impl Orchestrator {
    pub fn new(gateway: Arc<dyn ModelGateway>, settings: OrchestratorSettings) -> Self {
        Self {
            gateway,
            settings,
            in_flight: InFlightRegistry::new(),
        }
    }

    /// Build an orchestrator backed by OpenRouter.
    pub fn from_config(config: &AppConfig) -> Result<Self, GatewayError> {
        let gateway = OpenRouterGateway::from_config(config)?;
        Ok(Self::new(Arc::new(gateway), OrchestratorSettings::from(config)))
    }

    pub fn settings(&self) -> &OrchestratorSettings {
        &self.settings
    }

    pub fn gateway(&self) -> &Arc<dyn ModelGateway> {
        &self.gateway
    }

    /// Handle one raw `{action, ...params}` body.
    pub async fn handle(&self, body: Value) -> Outcome {
        let request_id = Uuid::new_v4();
        let action = body
            .get("action")
            .and_then(Value::as_str)
            .unwrap_or_default()
            .to_string();
        let span = tracing::info_span!("orchestrate", %request_id, action = %action);

        async move {
            match self.run(&body).await {
                Ok(payload) => {
                    tracing::debug!("Request completed");
                    Outcome::Success(payload)
                }
                Err(e) => self.fail(e),
            }
        }
        .instrument(span)
        .await
    }

    /// The provider's model list, as `{models}`.
    pub async fn list_models(&self) -> Outcome {
        let span = tracing::info_span!("list_models", request_id = %Uuid::new_v4());
        async move {
            match self.gateway.list_models().await {
                Ok(models) => Outcome::single("models", json!(models)),
                Err(e) => self.fail(OrchestratorError::from(e)),
            }
        }
        .instrument(span)
        .await
    }

    async fn run(&self, body: &Value) -> Result<Map<String, Value>, OrchestratorError> {
        let request = ActionRequest::from_value(body)?;

        let _guard = match request::idempotency_key(body) {
            Some(key) => Some(
                self.in_flight
                    .try_acquire(key)
                    .ok_or_else(|| OrchestratorError::Conflict(key.to_string()))?,
            ),
            None => None,
        };

        self.dispatch(request).await
    }

    async fn dispatch(&self, request: ActionRequest) -> Result<Map<String, Value>, OrchestratorError> {
        let mut payload = Map::new();
        match request {
            ActionRequest::GenerateQuestions(params) => {
                let questions = self.generate_questions(&params).await?;
                payload.insert("questions".to_string(), json!(questions));
            }
            ActionRequest::AnalyzeBehavior(params) => {
                let (analysis, model_name) = self.analyze_behavior(&params).await?;
                payload.insert("analysis".to_string(), json!(analysis));
                payload.insert("modelName".to_string(), Value::String(model_name));
            }
            ActionRequest::ChatCompletion(chat) => {
                let response = self.gateway.chat_completion(chat).await?;
                payload.insert("response".to_string(), json!(response));
            }
            ActionRequest::GenerateCardMessage(params) => {
                let message = self.generate_card_message(&params).await?;
                payload.insert("cardMessage".to_string(), Value::String(message));
            }
        }
        Ok(payload)
    }

    /// Generate assessment questions for a framework.
    pub async fn generate_questions(
        &self,
        params: &QuestionParams,
    ) -> Result<Vec<String>, OrchestratorError> {
        let prompt = prompts::build_question_prompt(params.framework(), params.count())?;
        let request = self
            .chat(QUESTION_SYSTEM_PROMPT, prompt)
            .with_temperature(QUESTION_TEMPERATURE)
            .with_max_tokens(QUESTION_MAX_TOKENS);

        let completion = self.gateway.chat_completion(request).await?;
        let questions =
            parse_question_list(completion.content().unwrap_or_default(), self.settings.max_questions);
        tracing::debug!(count = questions.len(), "Parsed generated questions");
        Ok(questions)
    }

    /// Classify a persona and rank recommendations. Returns the analysis and
    /// the name of the model that produced it.
    pub async fn analyze_behavior(
        &self,
        params: &AnalysisParams,
    ) -> Result<(AnalysisResult, String), OrchestratorError> {
        let prompt = prompts::build_analysis_prompt(
            &params.answers,
            &params.recipient_info,
            params.available_gifts.as_deref(),
            params.use_ai_generated_gifts,
        )?;
        let mut request = self
            .chat(ANALYSIS_SYSTEM_PROMPT, prompt)
            .with_temperature(ANALYSIS_TEMPERATURE)
            .with_max_tokens(ANALYSIS_MAX_TOKENS);
        if self.settings.json_mode {
            request = request.with_json_output();
        }

        let completion = self.gateway.chat_completion(request).await?;
        let analysis = parse_analysis(completion.content().unwrap_or_default());
        let model_name = if completion.model.trim().is_empty() {
            self.settings.default_model.clone()
        } else {
            completion.model
        };
        tracing::debug!(
            persona = %analysis.persona.persona_type,
            recommendations = analysis.recommendations.len(),
            model = %model_name,
            "Analysis complete"
        );
        Ok((analysis, model_name))
    }

    /// Write a card message for the recipient, persona and chosen gift.
    pub async fn generate_card_message(
        &self,
        params: &CardMessageParams,
    ) -> Result<String, OrchestratorError> {
        let gift = params.gift();
        let prompt = prompts::build_card_message_prompt(
            &params.recipient_info,
            params.persona.as_ref(),
            Some(&gift),
            params.tone(),
        )?;
        let request = self
            .chat(CARD_MESSAGE_SYSTEM_PROMPT, prompt)
            .with_temperature(CARD_TEMPERATURE)
            .with_max_tokens(CARD_MAX_TOKENS);

        let completion = self.gateway.chat_completion(request).await?;
        let message = completion
            .content()
            .map(str::trim)
            .filter(|m| !m.is_empty())
            .unwrap_or(DEFAULT_CARD_MESSAGE);
        Ok(message.to_string())
    }

    fn chat(&self, system: &str, prompt: String) -> ChatRequest {
        ChatRequest::new(
            self.settings.default_model.clone(),
            vec![ChatMessage::system(system), ChatMessage::user(prompt)],
        )
    }

    fn fail(&self, err: OrchestratorError) -> Outcome {
        let kind = err.kind();
        match kind {
            ErrorKind::Validation | ErrorKind::Conflict => {
                tracing::info!(kind = ?kind, "Rejected request: {}", err)
            }
            _ => tracing::error!(kind = ?kind, "Error calling OpenRouter API: {}", err),
        }
        let details = self.settings.expose_error_details.then(|| error_chain(&err));
        Outcome::Failure {
            kind,
            message: err.to_string(),
            details,
        }
    }
}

##############################

What the task asks: The answer should consist of every line above in which "clone" appears.

Written response:
            self.settings.default_model.clone()
            self.settings.default_model.clone(),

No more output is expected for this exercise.